First, a digression that will make sense in a bit. As fas as programming language design, there are those like Pascal or Modula-2 that were designed to be "self-commenting." That means that when you go back a year later to try to figure out how to tweak your program, it's pretty easy. Then, there are languages like APL that are designed for getting the job done quickly and screw the commenting. And when you try to go back a year later and tweak and reuse the code? You realize why some people called APL a "write-only" language.

 

OK, so in my textbook I did some text-heavy flowcharts for triage systems in InDesign rather than Illustrator. And I wanted to tweak them. And I realized that, when I looked at them in the Layers Panel, they looked a lot like APL code.
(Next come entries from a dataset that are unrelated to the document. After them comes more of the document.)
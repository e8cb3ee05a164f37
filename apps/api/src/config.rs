//! # API Configuration
//!
//! Configuration management for the HTTP server.
//!
//! ## Configuration Sources
//! ```text
//! ┌─────────────────────────────────────────────────────────────────────────┐
//! │                    Configuration Priority                               │
//! │                                                                         │
//! │  1. Environment Variables (highest priority)                           │
//! │     NIAGA_PORT=8080                                                    │
//! │     NIAGA_JWT_SECRET=...                                               │
//! │                                                                         │
//! │  2. TOML Config File                                                   │
//! │     ~/.config/niaga/niaga.toml (Linux)                                 │
//! │     ~/Library/Application Support/com.niaga.api/niaga.toml (macOS)     │
//! │                                                                         │
//! │  3. Default Values (lowest priority)                                   │
//! └─────────────────────────────────────────────────────────────────────────┘
//! ```
//!
//! ## Configuration File Format
//! ```toml
//! # niaga.toml
//! [server]
//! bind_addr = "0.0.0.0"
//! port = 8080
//!
//! [database]
//! path = "/var/lib/niaga/niaga.db"
//! max_connections = 5
//!
//! [auth]
//! jwt_secret = "change-me"
//! token_lifetime_secs = 86400
//!
//! [sales]
//! due_days = 7
//! write_timeout_ms = 5000
//! utc_offset_minutes = 480  # +08:00
//! ```

use std::path::PathBuf;
use std::time::Duration;

use chrono::{FixedOffset, Offset, Utc};
use serde::{Deserialize, Serialize};
use thiserror::Error;
use tracing::{debug, info, warn};

use niaga_core::DEFAULT_DUE_DAYS;

/// Secret used when nothing else is configured. Fine for local runs only.
const DEV_JWT_SECRET: &str = "niaga-dev-secret";

/// ±14 hours, the widest offset in use anywhere.
const MAX_OFFSET_MINUTES: i32 = 14 * 60;

/// One year.
const MAX_TOKEN_LIFETIME_SECS: i64 = 366 * 24 * 60 * 60;

// =============================================================================
// Errors
// =============================================================================

#[derive(Debug, Error)]
pub enum ConfigError {
    #[error("Failed to read config file: {0}")]
    Io(#[from] std::io::Error),

    #[error("Failed to parse config file: {0}")]
    Parse(#[from] toml::de::Error),

    #[error("Invalid configuration: {0}")]
    Invalid(String),
}

pub type ConfigResult<T> = Result<T, ConfigError>;

// =============================================================================
// Sections
// =============================================================================

/// HTTP listener settings.
#[derive(Debug, Clone, Serialize, Deserialize)]
pub struct ServerSettings {
    #[serde(default = "default_bind_addr")]
    pub bind_addr: String,

    #[serde(default = "default_port")]
    pub port: u16,
}

fn default_bind_addr() -> String {
    "0.0.0.0".to_string()
}

fn default_port() -> u16 {
    8080
}

impl Default for ServerSettings {
    fn default() -> Self {
        ServerSettings {
            bind_addr: default_bind_addr(),
            port: default_port(),
        }
    }
}

impl ServerSettings {
    /// Returns the full bind address.
    pub fn bind_address(&self) -> String {
        format!("{}:{}", self.bind_addr, self.port)
    }
}

/// Database settings.
#[derive(Debug, Clone, Serialize, Deserialize)]
pub struct DatabaseSettings {
    /// SQLite file. Defaults to the platform data directory.
    #[serde(default)]
    pub path: Option<PathBuf>,

    #[serde(default = "default_max_connections")]
    pub max_connections: u32,
}

fn default_max_connections() -> u32 {
    5
}

impl Default for DatabaseSettings {
    fn default() -> Self {
        DatabaseSettings {
            path: None,
            max_connections: default_max_connections(),
        }
    }
}

/// Token settings.
#[derive(Debug, Clone, Serialize, Deserialize)]
pub struct AuthSettings {
    #[serde(default = "default_jwt_secret")]
    pub jwt_secret: String,

    #[serde(default = "default_token_lifetime")]
    pub token_lifetime_secs: i64,
}

fn default_jwt_secret() -> String {
    DEV_JWT_SECRET.to_string()
}

fn default_token_lifetime() -> i64 {
    24 * 60 * 60
}

impl Default for AuthSettings {
    fn default() -> Self {
        AuthSettings {
            jwt_secret: default_jwt_secret(),
            token_lifetime_secs: default_token_lifetime(),
        }
    }
}

/// Sale creation settings.
#[derive(Debug, Clone, Serialize, Deserialize)]
pub struct SalesSettings {
    /// Days from transaction date to the default due date.
    #[serde(default = "default_due_days")]
    pub due_days: i64,

    /// Upper bound on one sale write, in milliseconds.
    #[serde(default = "default_write_timeout")]
    pub write_timeout_ms: u64,

    /// Business timezone used for invoice MMYY and plain-date inputs.
    #[serde(default = "default_utc_offset")]
    pub utc_offset_minutes: i32,
}

fn default_due_days() -> i64 {
    DEFAULT_DUE_DAYS
}

fn default_write_timeout() -> u64 {
    5_000
}

fn default_utc_offset() -> i32 {
    8 * 60
}

impl Default for SalesSettings {
    fn default() -> Self {
        SalesSettings {
            due_days: default_due_days(),
            write_timeout_ms: default_write_timeout(),
            utc_offset_minutes: default_utc_offset(),
        }
    }
}

// =============================================================================
// ApiConfig
// =============================================================================

/// Complete server configuration.
#[derive(Debug, Clone, Default, Serialize, Deserialize)]
pub struct ApiConfig {
    #[serde(default)]
    pub server: ServerSettings,

    #[serde(default)]
    pub database: DatabaseSettings,

    #[serde(default)]
    pub auth: AuthSettings,

    #[serde(default)]
    pub sales: SalesSettings,
}

impl ApiConfig {
    /// Loads configuration: defaults, then the TOML file, then environment.
    pub fn load(config_path: Option<PathBuf>) -> ConfigResult<Self> {
        let mut config = Self::default();

        if let Some(path) = config_path.or_else(Self::default_config_path) {
            if path.exists() {
                info!(?path, "Loading config from file");
                let contents = std::fs::read_to_string(&path)?;
                config = toml::from_str(&contents)?;
            } else {
                debug!(?path, "Config file not found, using defaults");
            }
        }

        config.apply_env_overrides();
        config.validate()?;

        if config.auth.jwt_secret == DEV_JWT_SECRET {
            warn!("Using the built-in development JWT secret; set NIAGA_JWT_SECRET");
        }

        Ok(config)
    }

    /// Validates the configuration.
    pub fn validate(&self) -> ConfigResult<()> {
        if self.auth.jwt_secret.trim().is_empty() {
            return Err(ConfigError::Invalid("auth.jwt_secret must not be empty".into()));
        }

        if self.auth.token_lifetime_secs <= 0 {
            return Err(ConfigError::Invalid(
                "auth.token_lifetime_secs must be positive".into(),
            ));
        }

        if self.auth.token_lifetime_secs > MAX_TOKEN_LIFETIME_SECS {
            return Err(ConfigError::Invalid(format!(
                "auth.token_lifetime_secs must be at most {}, got {}",
                MAX_TOKEN_LIFETIME_SECS, self.auth.token_lifetime_secs
            )));
        }

        if self.sales.due_days <= 0 {
            return Err(ConfigError::Invalid("sales.due_days must be positive".into()));
        }

        if self.sales.write_timeout_ms == 0 {
            return Err(ConfigError::Invalid(
                "sales.write_timeout_ms must be positive".into(),
            ));
        }

        if self.sales.utc_offset_minutes.abs() > MAX_OFFSET_MINUTES {
            return Err(ConfigError::Invalid(format!(
                "sales.utc_offset_minutes must be within ±{}, got {}",
                MAX_OFFSET_MINUTES, self.sales.utc_offset_minutes
            )));
        }

        if self.database.max_connections == 0 {
            return Err(ConfigError::Invalid(
                "database.max_connections must be at least 1".into(),
            ));
        }

        Ok(())
    }

    fn apply_env_overrides(&mut self) {
        self.apply_overrides(|key| std::env::var(key).ok());
    }

    /// Applies `NIAGA_*` overrides from `lookup`. Unparseable numbers are
    /// logged and ignored.
    fn apply_overrides(&mut self, lookup: impl Fn(&str) -> Option<String>) {
        if let Some(addr) = lookup("NIAGA_BIND_ADDR") {
            self.server.bind_addr = addr;
        }

        if let Some(port) = lookup("NIAGA_PORT") {
            match port.parse::<u16>() {
                Ok(p) => {
                    debug!(port = p, "Overriding port from environment");
                    self.server.port = p;
                }
                Err(_) => warn!(value = %port, "Ignoring invalid NIAGA_PORT"),
            }
        }

        if let Some(path) = lookup("NIAGA_DB_PATH") {
            debug!(path = %path, "Overriding database path from environment");
            self.database.path = Some(PathBuf::from(path));
        }

        if let Some(secret) = lookup("NIAGA_JWT_SECRET") {
            self.auth.jwt_secret = secret;
        }

        if let Some(secs) = lookup("NIAGA_TOKEN_LIFETIME_SECS") {
            match secs.parse::<i64>() {
                Ok(v) => self.auth.token_lifetime_secs = v,
                Err(_) => warn!(value = %secs, "Ignoring invalid NIAGA_TOKEN_LIFETIME_SECS"),
            }
        }

        if let Some(days) = lookup("NIAGA_DUE_DAYS") {
            match days.parse::<i64>() {
                Ok(v) => self.sales.due_days = v,
                Err(_) => warn!(value = %days, "Ignoring invalid NIAGA_DUE_DAYS"),
            }
        }

        if let Some(ms) = lookup("NIAGA_WRITE_TIMEOUT_MS") {
            match ms.parse::<u64>() {
                Ok(v) => self.sales.write_timeout_ms = v,
                Err(_) => warn!(value = %ms, "Ignoring invalid NIAGA_WRITE_TIMEOUT_MS"),
            }
        }

        if let Some(minutes) = lookup("NIAGA_UTC_OFFSET_MINUTES") {
            match minutes.parse::<i32>() {
                Ok(v) => self.sales.utc_offset_minutes = v,
                Err(_) => warn!(value = %minutes, "Ignoring invalid NIAGA_UTC_OFFSET_MINUTES"),
            }
        }
    }

    fn default_config_path() -> Option<PathBuf> {
        directories::ProjectDirs::from("com", "niaga", "api")
            .map(|dirs| dirs.config_dir().join("niaga.toml"))
    }

    // =========================================================================
    // Convenience Methods
    // =========================================================================

    /// Business timezone. Falls back to UTC if the offset is out of range,
    /// which `validate` already rules out.
    pub fn offset(&self) -> FixedOffset {
        FixedOffset::east_opt(self.sales.utc_offset_minutes * 60)
            .unwrap_or_else(|| Utc.fix())
    }

    pub fn write_timeout(&self) -> Duration {
        Duration::from_millis(self.sales.write_timeout_ms)
    }

    /// Configured database file, or `niaga.db` in the platform data dir.
    pub fn database_path(&self) -> PathBuf {
        self.database.path.clone().unwrap_or_else(|| {
            directories::ProjectDirs::from("com", "niaga", "api")
                .map(|dirs| dirs.data_dir().join("niaga.db"))
                .unwrap_or_else(|| PathBuf::from("niaga.db"))
        })
    }
}

// =============================================================================
// Tests
// =============================================================================
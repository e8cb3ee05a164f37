//! # Repository Module
//!
//! Database repository implementations for Niaga.
//!
//! ## Repository Pattern
//! ```text
//! ┌─────────────────────────────────────────────────────────────────────────┐
//! │                    Repository Pattern                                   │
//! │                                                                         │
//! │  SaleService (apps/api)                                                │
//! │       │                                                                 │
//! │       │  db.products().find_many(&ids)     catalog lookup              │
//! │       │  db.sales().begin()                unit of work                │
//! │       │  db.sales().list(scope)            access-filtered reads       │
//! │       ▼                                                                 │
//! │  ProductRepository / UserRepository / SaleRepository                   │
//! │       │                                                                 │
//! │       │  SQL Query                                                      │
//! │       ▼                                                                 │
//! │  SQLite Database                                                       │
//! └─────────────────────────────────────────────────────────────────────────┘
//! ```
//!
//! ## Available Repositories
//!
//! - [`ProductRepository`](product::ProductRepository) - Catalog lookup
//! - [`UserRepository`](user::UserRepository) - Owner display fields
//! - [`SaleRepository`](sale::SaleRepository) - Sale writes and reads

pub mod product;
pub mod sale;
pub mod user;
//! Sale routes.

use axum::extract::rejection::JsonRejection;
use axum::extract::{Path, State};
use axum::http::StatusCode;
use axum::Json;

use crate::auth::Authenticated;
use crate::error::ApiResult;
use crate::services::sale_service::{
    CheckoutRequest, CreatedSale, ManualInvoiceRequest, MANUAL_INVOICE_ACTION,
};
use crate::AppState;
use niaga_core::access::require_admin;
use niaga_core::{SaleDetail, SaleSummary};

/// `POST /checkout`
pub async fn checkout(
    State(state): State<AppState>,
    Authenticated(ctx): Authenticated,
    body: Result<Json<CheckoutRequest>, JsonRejection>,
) -> ApiResult<(StatusCode, Json<CreatedSale>)> {
    let Json(req) = body?;
    let created = state.sales.create_checkout(&ctx, req.items).await?;
    Ok((StatusCode::CREATED, Json(created)))
}

/// `POST /sales/manual` (admin)
///
/// Non-admins are refused before the body is looked at.
pub async fn create_manual(
    State(state): State<AppState>,
    Authenticated(ctx): Authenticated,
    body: Result<Json<ManualInvoiceRequest>, JsonRejection>,
) -> ApiResult<(StatusCode, Json<CreatedSale>)> {
    require_admin(&ctx, MANUAL_INVOICE_ACTION)?;
    let Json(req) = body?;
    let created = state.sales.create_manual_invoice(&ctx, req).await?;
    Ok((StatusCode::CREATED, Json(created)))
}

/// `GET /sales`
pub async fn list(
    State(state): State<AppState>,
    Authenticated(ctx): Authenticated,
) -> ApiResult<Json<Vec<SaleSummary>>> {
    Ok(Json(state.sales.list_sales(&ctx).await?))
}

/// `GET /sales/{id}`
pub async fn get_one(
    State(state): State<AppState>,
    Authenticated(ctx): Authenticated,
    Path(id): Path<String>,
) -> ApiResult<Json<SaleDetail>> {
    Ok(Json(state.sales.get_sale(&ctx, &id).await?))
}
//! Predicates over an observed task, relative to a point in time.

use crate::model::{ScheduleStatus, ScheduledTask, TaskEvent};

/// Signed age of an event. Negative when the clock has regressed past the
/// event's timestamp; a negative age fails every threshold test.
fn millis_since(now_ms: i64, event: &TaskEvent) -> i64 {
    now_ms - event.timestamp_ms
}

/// A permanently killed task is treated as absent; its slot is free to be
/// refilled.
pub(super) fn present_task(observation: Option<&ScheduledTask>) -> Option<&ScheduledTask> {
    observation.filter(|task| !task.is_permanently_killed())
}

/// Whatever state the task is currently in has persisted at least
/// `min_running_ms`.
pub(super) fn appears_stable(task: &ScheduledTask, now_ms: i64, min_running_ms: i64) -> bool {
    task.latest_event()
        .is_some_and(|event| millis_since(now_ms, event) >= min_running_ms)
}

/// The trailing non-running streak is at least `max_non_running_ms` long.
///
/// Walks events newest to oldest, stopping at the first `Running` event; the
/// streak is measured from the earliest event after that stop. A task that
/// never ran is measured from its first event.
pub(super) fn appears_stuck(task: &ScheduledTask, now_ms: i64, max_non_running_ms: i64) -> bool {
    let Some(first) = task.task_events.first() else {
        return false;
    };
    let mut earliest = first;
    for event in task.task_events.iter().rev() {
        if event.status == ScheduleStatus::Running {
            break;
        }
        earliest = event;
    }
    millis_since(now_ms, earliest) >= max_non_running_ms
}

// ---------------------------------------------------------------------------
// Tests
// ---------------------------------------------------------------------------
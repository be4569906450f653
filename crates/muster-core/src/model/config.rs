//! Task configuration and owner-insensitive equality.

use serde::{Deserialize, Serialize};

/// Identity of the role/user a task runs as.
#[derive(Debug, Clone, Default, PartialEq, Eq, Serialize, Deserialize)]
pub struct Identity {
    pub role: String,
    pub user: String,
}

impl Identity {
    pub fn new(role: impl Into<String>, user: impl Into<String>) -> Self {
        Self {
            role: role.into(),
            user: user.into(),
        }
    }
}

/// Opaque executor payload attached to a task configuration.
#[derive(Debug, Clone, PartialEq, Serialize, Deserialize)]
pub struct ExecutorConfig {
    pub name: String,
    pub data: serde_json::Value,
}

/// Configuration of a task, as submitted and as launched.
#[derive(Debug, Clone, PartialEq, Serialize, Deserialize)]
pub struct TaskConfig {
    pub job_name: String,
    pub owner: Identity,
    pub num_cpus: f64,
    pub ram_mb: i64,
    pub disk_mb: i64,
    /// Long-running service, restarted on exit.
    pub is_service: bool,
    pub production: bool,
    pub executor_config: Option<ExecutorConfig>,
}

impl TaskConfig {
    /// Copy of `self` with the owner reset to the empty identity.
    fn with_empty_owner(&self) -> TaskConfig {
        TaskConfig {
            owner: Identity::default(),
            ..self.clone()
        }
    }

    /// Structural equality, ignoring the owner identity.
    ///
    /// The scheduler may rewrite owner identity between submission and
    /// launch, so a config that differs only there still counts as the same
    /// configuration.
    pub fn equal_ignoring_owner(&self, other: &TaskConfig) -> bool {
        self.with_empty_owner() == other.with_empty_owner()
    }
}

// ---------------------------------------------------------------------------
// Tests
// ---------------------------------------------------------------------------
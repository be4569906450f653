//! Shared test utilities for muster integration tests.
//!
//! Provides a controllable clock, builders for model values, and a tracing
//! initializer for tests.

pub mod builders;

use std::sync::Once;
use std::sync::atomic::{AtomicI64, Ordering};

use muster_core::clock::Clock;
use tracing_subscriber::{EnvFilter, fmt};

static INIT: Once = Once::new();

/// Initialise tracing for tests.
///
/// - Uses `with_test_writer()`, so logs are captured per-test.
/// - The Rust test harness only prints captured output for **failing** tests
///   (unless you run with `-- --nocapture`).
///
/// Enable levels with e.g.:
/// `RUST_LOG=debug cargo test`
pub fn init_tracing() {
    INIT.call_once(|| {
        let filter = EnvFilter::try_from_default_env().unwrap_or_else(|_| EnvFilter::new("info"));

        fmt()
            .with_env_filter(filter)
            .with_test_writer()
            .with_target(true)
            .init();
    });
}

/// A clock that only moves when told to.
#[derive(Debug, Default)]
pub struct FakeClock {
    now_ms: AtomicI64,
}

impl FakeClock {
    pub fn new(now_ms: i64) -> Self {
        Self {
            now_ms: AtomicI64::new(now_ms),
        }
    }

    /// Jump to an absolute time. Moving backwards is allowed; the updater
    /// must tolerate clock regression.
    pub fn set(&self, now_ms: i64) {
        self.now_ms.store(now_ms, Ordering::SeqCst);
    }

    /// Move forward (or backward, with a negative delta).
    pub fn advance(&self, delta_ms: i64) {
        self.now_ms.fetch_add(delta_ms, Ordering::SeqCst);
    }
}

impl Clock for FakeClock {
    fn now_ms(&self) -> i64 {
        self.now_ms.load(Ordering::SeqCst)
    }
}
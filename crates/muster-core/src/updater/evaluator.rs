//! The decision core: maps one observation of an instance's runtime state to
//! the next action the orchestrator should take.

use std::sync::Arc;

use crate::clock::Clock;
use crate::model::{ScheduleStatus, ScheduledTask, TaskConfig};

use super::classify;
use super::{UpdaterError, UpdaterSettings};

/// What the orchestrator should do next for one instance.
///
/// Callers match exhaustively. `Succeeded` and the `Failed*` variants are
/// terminal: the updater accepts further calls after returning one, but the
/// result stays the same for the same observation.
#[derive(Debug, Clone, Copy, PartialEq, Eq)]
pub enum EvalResult {
    /// The instance is in the desired stable state.
    Succeeded,
    /// The instance entered a terminal state more times than tolerated.
    FailedTerminated,
    /// The instance sat outside `Running` for too long, more times than
    /// tolerated.
    FailedStuck,
    /// Kill the current task, then evaluate again on the next state change.
    KillTaskAndEvaluateOnStateChange,
    /// Launch a task with the desired configuration, then evaluate again on
    /// the next state change.
    ReplaceTaskAndEvaluateOnStateChange,
    /// Nothing to do now; evaluate again on the next state change.
    EvaluateOnStateChange,
    /// Nothing to do now; evaluate again once the minimum running time has
    /// elapsed, or sooner on a state change.
    EvaluateAfterMinRunningMs,
}

impl EvalResult {
    /// Whether this result ends the update for the instance.
    pub fn is_terminal(self) -> bool {
        matches!(
            self,
            Self::Succeeded | Self::FailedTerminated | Self::FailedStuck
        )
    }

    /// Whether this result declares the instance permanently failed.
    pub fn is_failure(self) -> bool {
        matches!(self, Self::FailedTerminated | Self::FailedStuck)
    }
}

/// Intermediate decision: either final, or an observed failure whose result
/// depends on how many failures have accrued.
enum Outcome {
    Done(EvalResult),
    /// `terminal` once tolerance is exhausted, otherwise `remedy`.
    Failure {
        terminal: EvalResult,
        remedy: EvalResult,
    },
}

/// Decision engine for a single instance of a job update.
///
/// The desired configuration is fixed for the updater's lifetime. The only
/// state carried between calls is the count of observed failures; no
/// reference to prior observations is held. One updater per instance, one
/// caller at a time -- a multi-threaded orchestrator must serialize
/// observations per instance.
pub struct InstanceUpdater {
    desired_state: Option<TaskConfig>,
    settings: UpdaterSettings,
    clock: Arc<dyn Clock>,
    observed_failures: u32,
}

impl InstanceUpdater {
    /// Create an updater driving one instance toward `desired_state`.
    ///
    /// `desired_state = None` means the instance should not exist once the
    /// update completes.
    pub fn new(
        desired_state: Option<TaskConfig>,
        settings: UpdaterSettings,
        clock: Arc<dyn Clock>,
    ) -> Self {
        Self {
            desired_state,
            settings,
            clock,
            observed_failures: 0,
        }
    }

    /// Failures observed so far. Never decreases.
    pub fn observed_failures(&self) -> u32 {
        self.observed_failures
    }

    /// Decide the next action given the latest known task for this instance.
    ///
    /// `observation = None` means no task occupies the instance's slot. The
    /// returned result is the only side-effect channel; executing the action
    /// and re-observing is the caller's job.
    pub fn evaluate(
        &mut self,
        observation: Option<&ScheduledTask>,
    ) -> Result<EvalResult, UpdaterError> {
        let now_ms = self.clock.now_ms();
        let task = classify::present_task(observation);

        let outcome = match (&self.desired_state, task) {
            // Nothing wanted, nothing there: a no-op update.
            (None, None) => Outcome::Done(EvalResult::Succeeded),
            // The instance does not exist yet, or its slot was vacated.
            (Some(_), None) => Outcome::Done(EvalResult::ReplaceTaskAndEvaluateOnStateChange),
            // The instance must go away.
            (None, Some(task)) => {
                if task.status.is_killable() {
                    Outcome::Done(EvalResult::KillTaskAndEvaluateOnStateChange)
                } else {
                    // Already draining, or in a non-killable transient.
                    Outcome::Done(EvalResult::EvaluateOnStateChange)
                }
            }
            (Some(desired), Some(task)) => {
                evaluate_both_present(desired, task, now_ms, &self.settings)?
            }
        };

        let result = match outcome {
            Outcome::Done(result) => result,
            Outcome::Failure { terminal, remedy } => self.record_failure(terminal, remedy),
        };

        tracing::debug!(
            instance_id = ?observation.map(|t| t.assigned_task.instance_id),
            result = ?result,
            observed_failures = self.observed_failures,
            "evaluated instance"
        );

        Ok(result)
    }

    /// Count one observed failure and decide whether tolerance is exhausted.
    ///
    /// Failures are counted only here. A kill the updater itself requests on
    /// the wrong-config path is remediation, not an observed failure.
    fn record_failure(&mut self, terminal: EvalResult, remedy: EvalResult) -> EvalResult {
        self.observed_failures += 1;
        tracing::info!(
            observed_failures = self.observed_failures,
            tolerated_failures = self.settings.tolerated_failures,
            "observed instance failure"
        );
        if self.observed_failures > self.settings.tolerated_failures {
            terminal
        } else {
            remedy
        }
    }
}

/// Decide for an instance whose slot holds a task while the update also
/// wants one there.
fn evaluate_both_present(
    desired: &TaskConfig,
    task: &ScheduledTask,
    now_ms: i64,
    settings: &UpdaterSettings,
) -> Result<Outcome, UpdaterError> {
    if task.task_events.is_empty() {
        return Err(UpdaterError::EmptyTaskEvents {
            task_id: task.assigned_task.task_id,
        });
    }

    let status = task.status;
    let outcome = if desired.equal_ignoring_owner(task.config()) {
        // The desired configuration is in place.
        if status == ScheduleStatus::Running {
            if classify::appears_stable(task, now_ms, settings.min_running_ms()) {
                Outcome::Done(EvalResult::Succeeded)
            } else {
                Outcome::Done(EvalResult::EvaluateAfterMinRunningMs)
            }
        } else if status.is_terminal() {
            // The desired task has died.
            Outcome::Failure {
                terminal: EvalResult::FailedTerminated,
                remedy: EvalResult::EvaluateOnStateChange,
            }
        } else if classify::appears_stuck(task, now_ms, settings.max_non_running_ms()) {
            // Alive but out of Running for too long. Remediate by killing,
            // unless the task is already draining.
            Outcome::Failure {
                terminal: EvalResult::FailedStuck,
                remedy: if status.is_killable() {
                    EvalResult::KillTaskAndEvaluateOnStateChange
                } else {
                    EvalResult::EvaluateOnStateChange
                },
            }
        } else {
            // Transient on the way into or out of Running.
            Outcome::Done(EvalResult::EvaluateAfterMinRunningMs)
        }
    } else {
        // The wrong configuration is in place; it must be replaced.
        if status.is_killable() {
            Outcome::Done(EvalResult::KillTaskAndEvaluateOnStateChange)
        } else if status.is_terminal() && task.is_permanently_killed() {
            // The old task has exited; the slot is safe to refill.
            Outcome::Done(EvalResult::ReplaceTaskAndEvaluateOnStateChange)
        } else {
            // Already draining, wait.
            Outcome::Done(EvalResult::EvaluateOnStateChange)
        }
    };

    Ok(outcome)
}

// ---------------------------------------------------------------------------
// Tests
// ---------------------------------------------------------------------------
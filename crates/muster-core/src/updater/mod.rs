//! Per-instance update evaluation.
//!
//! [`InstanceUpdater`] watches a single logical instance of a job update and
//! maps each observation of its runtime state to the next action the
//! orchestrator should take.

mod classify;
mod evaluator;

pub use evaluator::{EvalResult, InstanceUpdater};

use std::time::Duration;

use uuid::Uuid;

/// Tuning for instance evaluation.
#[derive(Debug, Clone)]
pub struct UpdaterSettings {
    /// Failures the instance may accrue before the update is declared
    /// failed. A value of N tolerates N failures; the (N+1)-th trips.
    pub tolerated_failures: u32,
    /// How long a task must hold its current state before `Running` counts
    /// as stable.
    pub min_running_time: Duration,
    /// How long a task may sit outside `Running`, without terminating,
    /// before it counts as stuck.
    pub max_non_running_time: Duration,
}

impl UpdaterSettings {
    pub(crate) fn min_running_ms(&self) -> i64 {
        self.min_running_time.as_millis() as i64
    }

    pub(crate) fn max_non_running_ms(&self) -> i64 {
        self.max_non_running_time.as_millis() as i64
    }
}

/// Errors surfaced by [`InstanceUpdater::evaluate`].
#[derive(Debug, thiserror::Error)]
pub enum UpdaterError {
    /// A stored task must carry at least one status event. An empty history
    /// is a contract violation by the caller, not a recoverable condition.
    #[error("task {task_id} has an empty status history")]
    EmptyTaskEvents { task_id: Uuid },
}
So I decided to clean them up, to basically change them from APL to Modula-2 or Pascal. (I would tell you how long it is taking me but I would be very embarrassed.)

 

One of the things that occur frequently in flowcharts are lines with an arrowhead and the word "Yes" or "No" attached to them. Of course in my original, each line and word "Yes" or "No" were not grouped together. So, in the picture below, I'm trying to group the word "Yes" and it's line together. I've selected both of them. But, presumably because they're both already in a Group, I can't group them together in a subgroup: the menu item "Group" is grayed out. (Right-clicking won't work either.) I did figure out, eventually, that I can just drag them out of the group to where they're right under the top Layer in the Layers panel and then group them, no need for Dummy Objects.